Another plan might say that the platform trace moved consistently lower in the chosen fast section at similar speeds, the baseline return repeated, and the driver reported a matching high-speed balance change. The next action could be to test a nearby configuration or to inspect whether the platform is entering a region the team wants to avoid. The exact mechanical or aerodynamic interpretation depends on data not supplied in this corpus, so the honest plan names the observation and the next question rather than inventing a stall diagnosis.
A third plan might say that lap time improved, but the speed-height view shows no repeatable configuration separation and the run chart shows a session-long trend. The next action is to mark the result inconclusive, preserve the data, and retest. That can feel unsatisfying, but it is better than spending the next event chasing a change that belonged to tyre state, track evolution, or driver adaptation.
Calibration cues for improvement
You are improving at this skill when your maps become less dramatic and more useful. Early maps often look like proof of whatever the team wanted to believe. Better maps show limits. They separate clean laps from abnormal laps. They show baseline drift. They show that a track map is only a rough locator. They leave blank columns when a channel was not measured. They record driver comments without letting the comments overrule the data.
A good map has repeatable clusters. The baseline laps occupy a recognizable band. The changed configuration either moves that band or it does not. The return baseline tells you whether the first band was real. The run chart shows whether tyre deterioration or changing conditions were large enough to matter. The speed and platform statistics come from the same section, not from whatever section made each channel look most persuasive.
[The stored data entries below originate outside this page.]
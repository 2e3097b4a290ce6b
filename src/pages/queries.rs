//! Query List Page (`/queries`)

use leptos::prelude::*;
use visibility_core::model::QueryId;
use visibility_core::Route;

use super::{delete_and_refresh, provide_dashboard_store};
use crate::components::QueryCardView;
use crate::context::use_app_context;
use crate::store::DashboardStateStoreFields;

#[component]
pub fn QueriesPage() -> impl IntoView {
    let ctx = use_app_context();
    let store = provide_dashboard_store();

    view! {
        <div class="page queries">
            <div class="page-header">
                <h1>"Queries"</h1>
                <div class="page-actions">
                    <button class="btn" on:click=move |_| ctx.reload()>"Refresh"</button>
                    <a class="btn primary" href=Route::NewQuery.href()>"+ New query"</a>
                </div>
            </div>

            {move || store.error().get().map(|message| view! { <div class="error-banner">{message}</div> })}

            <Show when=move || !store.loaded().get()>
                <p class="loading">"Loading..."</p>
            </Show>
            <Show when=move || store.loaded().get() && store.queries().read().is_empty()>
                <div class="empty-state">
                    <p>"No queries yet. Create one to start tracking."</p>
                    <a class="btn primary" href=Route::NewQuery.href()>"Create query"</a>
                </div>
            </Show>

            <div class="query-grid">
                <For
                    each=move || store.queries().get()
                    key=|summary| summary.query.id.clone()
                    children=move |summary| view! {
                        <QueryCardView
                            summary=summary
                            on_delete=move |id: QueryId| delete_and_refresh(ctx, store, id)
                        />
                    }
                />
            </div>
        </div>
    }
}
The instructor voice for this lesson would be blunt: if you cannot explain how the number was collected, you do not get to tune from it. If you cannot repeat the baseline, you do not get to brag about the improvement. If the map only works when one abnormal lap is included, it is not a map yet. These are not academic rules. They are what keep a modest data system from becoming a very expensive rumor generator.
Where this lesson stops
This lesson teaches documentation and decision discipline, not full aerodynamic force measurement. The corpus supports coastdown as a practical drag method, but also notes that it measures total drag including mechanical resistance. It supports wind-tunnel aero mapping and full-scale correlation, but also cautions that scale factors vary and baselines must be repeated. It supports suspension-position and chassis-motion logging, but it does not provide a complete ride-height sensor calibration procedure. It supports 3-D graphing and run charts, but it does not provide software-specific button clicks.
That boundary matters. If your map suggests a splitter, diffuser, floor, or wing is entering a sensitive region, the right response is to turn that into a testable aero question, not to write a diagnosis the data cannot support. If your map shows that the problem appears in low-speed sections, the right response may be to leave aero alone and inspect mechanical setup, tyres, or driver input. If your map shows a straight-speed loss and corner-speed gain, the next step is to prioritize balance, load, and drag using the module's sibling lessons. The map is the evidence table that lets those decisions happen cleanly.
The finished lesson skill
By the end of this work, you should be able to take one aero configuration question, run a disciplined baseline-change-baseline comparison, extract speed and platform statistics from clean laps, summarize the whole session with run charts, build a speed-height view, and write a next-test plan that separates evidence from speculation. You do not need a Formula 1 tunnel to start. You do need honesty about what you measured, discipline about what changed, and enough baseline repetition to know whether the result belongs to the car or to the session.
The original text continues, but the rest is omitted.